Industrial age, where workers were monitored closely to maximize their time on machine to secure daily production, is long gone however many of the current age team leaders and managers still monitor time-booking, utilization, and practice micromanagement. Many project managers insist that they want to be in every email, every meeting no matter their requirement in it.
This behavior from leaders tells us that they seemingly doubt or distrust their team members, or they do not know what to do with their time. Often managers and leaders label their workforce ‘lacking ownership & accountability’. It seems to be favorite for leaders to think their team members are ‘not responsible’, ‘lacking commitment’, ‘lacking motivation’ and so on and so forth.
What kind of response do you think this kind of leadership behavior results in? How do you think the team members of such leaders would behave? It is common knowledge amongst leaders /managers that it is not right but somehow the culture or expectations from the managerial hierarchies seem unable to come out of this unproductive and damaging habit and way of working.
Such leadership actions only increase employee disengagement. It is not surprising that Gallup surveys still show very low level of employee engagement.
It is high time organizational leaders recognize damaging characteristics of their organizations and change. Managers in the middle layers cannot make these changes even if they wish to.
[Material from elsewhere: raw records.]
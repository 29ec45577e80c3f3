use crate::img::PyramidLevel;
use crate::track::seed::utils::radius_nms;
use crate::track::seed::{FeatureSeed, FeatureSeeder, sort_by_score};
use log::debug;
use nalgebra::Vector2;
use rayon::prelude::*;
use serde::{Deserialize, Serialize};

#[derive(Debug, Clone, Copy, PartialEq, Serialize, Deserialize)]
#[serde(default)]
pub struct ShiTomasiGridConfig {
    pub cell_size: usize,
    pub max_features: usize,
    pub response_threshold: f32,
    pub per_cell_cap: usize,
    pub nms_radius_px: f32,
    pub window_radius: usize,
}

impl Default for ShiTomasiGridConfig {
    fn default() -> Self {
        Self {
            cell_size: 24,
            max_features: 500,
            response_threshold: 10.0,
            per_cell_cap: 5,
            nms_radius_px: 0.0,
            window_radius: 3,
        }
    }
}

#[derive(Debug, Clone)]
pub struct ShiTomasiSeeder {
    config: ShiTomasiGridConfig,
}

impl ShiTomasiSeeder {
    pub fn new(config: ShiTomasiGridConfig) -> Self {
        Self { config }
    }

    /// Minimum eigenvalue of the 3x3 structure tensor
    ///
    /// ```text
    /// M = [ixx  ixy]   where  ixx = ∑Iₓ²,  iyy = ∑Iᵧ²,  ixy = ∑IₓIᵧ
    ///     [ixy  iyy]
    /// ```
    ///
    /// λ_min = (trace - √(trace² - 4·det)) / 2 is large only when the
    /// gradients are strong in two independent directions.
    #[inline]
    fn shi_tomasi_response(level: &PyramidLevel, x: u32, y: u32) -> f32 {
        let (width, height) = level.image.dimensions();
        if x < 1 || y < 1 || x + 1 >= width || y + 1 >= height {
            return 0.0;
        }

        let mut ixx = 0.0f32;
        let mut iyy = 0.0f32;
        let mut ixy = 0.0f32;
        for ny in y - 1..=y + 1 {
            for nx in x - 1..=x + 1 {
                let (gx, gy) = level.gradient(nx, ny);
                ixx += gx * gx;
                iyy += gy * gy;
                ixy += gx * gy;
            }
        }

        let trace = ixx + iyy;
        let det = ixx * iyy - ixy * ixy;
        let discriminant = trace * trace - 4.0 * det;

        if discriminant < 0.0 {
            return 0.0;
        }

        0.5 * (trace - discriminant.sqrt())
    }
}

impl FeatureSeeder for ShiTomasiSeeder {
    fn seed(&self, level: &PyramidLevel) -> Vec<FeatureSeed> {
        let width = level.image.width() as usize;
        let height = level.image.height() as usize;

        let cell = self.config.cell_size.max(4);
        let per_cell_cap = self.config.per_cell_cap.max(1);
        let max_features = self.config.max_features.max(per_cell_cap);
        let thr = self.config.response_threshold.max(0.0);
        let nms_radius = self.config.nms_radius_px.max(0.0);
        let r = self.config.window_radius.max(1);

        if width <= 2 * r || height <= 2 * r {
            return Vec::new();
        }
        let x_lo = r;
        let x_hi = width - r;
        let y_lo = r;
        let y_hi = height - r;

        let cells_x = (x_hi - x_lo).div_ceil(cell);
        let cells_y = (y_hi - y_lo).div_ceil(cell);

        // Rows of cells run in parallel; each row keeps a small sorted top-K per cell.
        let mut seeds: Vec<FeatureSeed> = (0..cells_y)
            .into_par_iter()
            .flat_map_iter(|cy| {
                let mut row_seeds: Vec<FeatureSeed> = Vec::with_capacity(cells_x * per_cell_cap);

                let y_min = y_lo + cy * cell;
                let y_max = (y_min + cell).min(y_hi);

                for cx in 0..cells_x {
                    let x_min = x_lo + cx * cell;
                    let x_max = (x_min + cell).min(x_hi);

                    let mut best: Vec<(f32, Vector2<f32>)> = Vec::with_capacity(per_cell_cap + 1);

                    for y in y_min..y_max {
                        for x in x_min..x_max {
                            let score = Self::shi_tomasi_response(level, x as u32, y as u32);
                            if score < thr {
                                continue;
                            }

                            let i = best
                                .iter()
                                .position(|(s, _)| *s <= score)
                                .unwrap_or(best.len());
                            best.insert(i, (score, Vector2::new(x as f32, y as f32)));
                            if best.len() > per_cell_cap {
                                best.pop();
                            }
                        }
                    }

                    row_seeds.extend(best.into_iter().map(|(score, px_uv)| FeatureSeed {
                        px_uv,
                        score,
                    }));
                }

                row_seeds
            })
            .collect();

        if seeds.is_empty() {
            debug!(
                "Seeding features in {}x{} (oct {}, cell {}, per_cell {}) → 0",
                width, height, level.octave, cell, per_cell_cap
            );
            return seeds;
        }

        sort_by_score(&mut seeds);
        if nms_radius > 0.0 {
            seeds = radius_nms(seeds, nms_radius, max_features);
        }
        seeds.truncate(max_features);

        debug!(
            "Seeding features in {}x{} (oct {}, cell {}, K {}, NMS {:.1}px) → {} (max {})",
            width,
            height,
            level.octave,
            cell,
            per_cell_cap,
            nms_radius,
            seeds.len(),
            max_features
        );
        seeds
    }
}
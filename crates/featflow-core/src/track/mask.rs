use image::{GrayImage, Luma};

pub const ALLOWED: u8 = 255;
pub const FORBIDDEN: u8 = 0;

/// Binary exclusion map over the interior of an image.
///
/// The buffer covers `(width - 2·margin) × (height - 2·margin)` pixels.
/// Every operation takes full-image coordinates and subtracts the margin
/// itself, so callers never deal with the interior offset.
#[derive(Debug, Clone)]
pub struct Mask {
    pixels: GrayImage,
    margin: u32,
    image_width: u32,
    image_height: u32,
}

impl Mask {
    /// Returns `None` when the margin leaves no interior.
    pub fn new(image_width: u32, image_height: u32, margin: u32) -> Option<Self> {
        let width = image_width.checked_sub(2 * margin).filter(|w| *w > 0)?;
        let height = image_height.checked_sub(2 * margin).filter(|h| *h > 0)?;
        Some(Self {
            pixels: GrayImage::from_pixel(width, height, Luma([ALLOWED])),
            margin,
            image_width,
            image_height,
        })
    }

    pub fn margin(&self) -> u32 {
        self.margin
    }

    pub fn as_image(&self) -> &GrayImage {
        &self.pixels
    }

    pub fn reset(&mut self) {
        for pixel in self.pixels.pixels_mut() {
            pixel.0[0] = ALLOWED;
        }
    }

    /// Forbids the `size × size` box centred on the rounded `(x, y)`, clipped to the mask.
    pub fn mask_out(&mut self, x: f32, y: f32, size: u32) {
        let half = (size / 2) as i64;
        let cx = x.round() as i64 - self.margin as i64;
        let cy = y.round() as i64 - self.margin as i64;
        let (width, height) = (self.pixels.width() as i64, self.pixels.height() as i64);

        let x0 = (cx - half).max(0);
        let x1 = (cx + half).min(width - 1);
        let y0 = (cy - half).max(0);
        let y1 = (cy + half).min(height - 1);
        if x0 > x1 || y0 > y1 {
            return;
        }
        for my in y0..=y1 {
            for mx in x0..=x1 {
                self.pixels.put_pixel(mx as u32, my as u32, Luma([FORBIDDEN]));
            }
        }
    }

    /// True iff `(x, y)` is at least `margin` pixels from every image edge
    /// and its mask pixel is allowed.
    pub fn is_valid(&self, x: f32, y: f32) -> bool {
        if !x.is_finite() || !y.is_finite() {
            return false;
        }
        let margin = self.margin as f32;
        if x < margin
            || y < margin
            || x > (self.image_width - self.margin) as f32 - 1.0
            || y > (self.image_height - self.margin) as f32 - 1.0
        {
            return false;
        }
        let mx = (x.round() - margin) as i64;
        let my = (y.round() - margin) as i64;
        if mx < 0 || my < 0 || mx >= self.pixels.width() as i64 || my >= self.pixels.height() as i64 {
            return false;
        }
        self.pixels.get_pixel(mx as u32, my as u32).0[0] == ALLOWED
    }
}
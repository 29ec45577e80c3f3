use std::cmp::Ordering;
use std::collections::BinaryHeap;

use crate::messages::{EstimatorMessage, Timestamp};

struct Entry {
    ts: Timestamp,
    seq: u64,
    message: EstimatorMessage,
}

impl PartialEq for Entry {
    fn eq(&self, other: &Self) -> bool {
        self.cmp(other) == Ordering::Equal
    }
}

impl Eq for Entry {}

impl PartialOrd for Entry {
    fn partial_cmp(&self, other: &Self) -> Option<Ordering> {
        Some(self.cmp(other))
    }
}

impl Ord for Entry {
    // Reversed so the max-heap pops the earliest (ts, seq) first.
    fn cmp(&self, other: &Self) -> Ordering {
        other
            .ts
            .total_cmp(&self.ts)
            .then_with(|| other.seq.cmp(&self.seq))
    }
}

/// Min-heap of messages keyed by `(timestamp, arrival)`.
///
/// Messages with equal timestamps come out in the order they were pushed.
#[derive(Default)]
pub struct MessageQueue {
    heap: BinaryHeap<Entry>,
    next_seq: u64,
}

impl MessageQueue {
    pub fn new() -> Self {
        Self::default()
    }

    pub fn push(&mut self, message: EstimatorMessage) {
        let seq = self.next_seq;
        self.next_seq += 1;
        self.heap.push(Entry {
            ts: message.ts,
            seq,
            message,
        });
    }

    pub fn pop(&mut self) -> Option<EstimatorMessage> {
        self.heap.pop().map(|entry| entry.message)
    }

    pub fn peek_ts(&self) -> Option<Timestamp> {
        self.heap.peek().map(|entry| entry.ts)
    }

    pub fn len(&self) -> usize {
        self.heap.len()
    }

    pub fn is_empty(&self) -> bool {
        self.heap.is_empty()
    }
}

impl Extend<EstimatorMessage> for MessageQueue {
    fn extend<T: IntoIterator<Item = EstimatorMessage>>(&mut self, iter: T) {
        for message in iter {
            self.push(message);
        }
    }
}

#[cfg(test)]
mod tests {
    use super::*;
    use crate::messages::ControlCommand;
    use nalgebra::Vector3;

    #[test]
    fn pops_by_timestamp_then_arrival() {
        let mut queue = MessageQueue::new();
        queue.push(EstimatorMessage::inertial(2.0, Vector3::x(), Vector3::zeros()));
        queue.push(EstimatorMessage::control(1.0, ControlCommand::Reset));
        queue.push(EstimatorMessage::inertial(2.0, Vector3::y(), Vector3::zeros()));
        queue.push(EstimatorMessage::control(0.5, ControlCommand::Stop));
        assert_eq!(queue.len(), 4);
        assert_eq!(queue.peek_ts(), Some(0.5));

        let labels: Vec<_> = std::iter::from_fn(|| queue.pop()).collect();
        assert_eq!(
            labels.iter().map(|m| (m.ts, m.label())).collect::<Vec<_>>(),
            vec![(0.5, "stop"), (1.0, "reset"), (2.0, "inertial"), (2.0, "inertial")]
        );
        match (&labels[2].kind, &labels[3].kind) {
            (crate::messages::MessageKind::Inertial(a), crate::messages::MessageKind::Inertial(b)) => {
                assert_eq!(a.gyro, Vector3::x());
                assert_eq!(b.gyro, Vector3::y());
            }
            other => panic!("unexpected kinds {other:?}"),
        }
        assert!(queue.is_empty());
    }
}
Organizations need to recognize that we are in an age where customer expects instant resolutions and responses. Responsible responsiveness can only be improved if you make your customer facing frontline staff independent and capable of making quick decisions in real-time without fear of being reprimanded.
Such a responsible behavior can only be developed if the managers and leaders make their people independent and focus on instilling outcome-based accountability rather than clock-in and clock-out time stamps.
Leaders at the organization level need to support this by adapting their measurement mechanism because what gets measured gets managed. If you measure utilization, people are creative enough to tell you how busy they are. If you measure outcomes and tune your performance management system to it, people will start focusing on outcomes and deliver outcomes.
This paradigm shift to change their performance management is even more relevant in today’s virtual workplaces where most of your workforce is working from home or working on client’s site.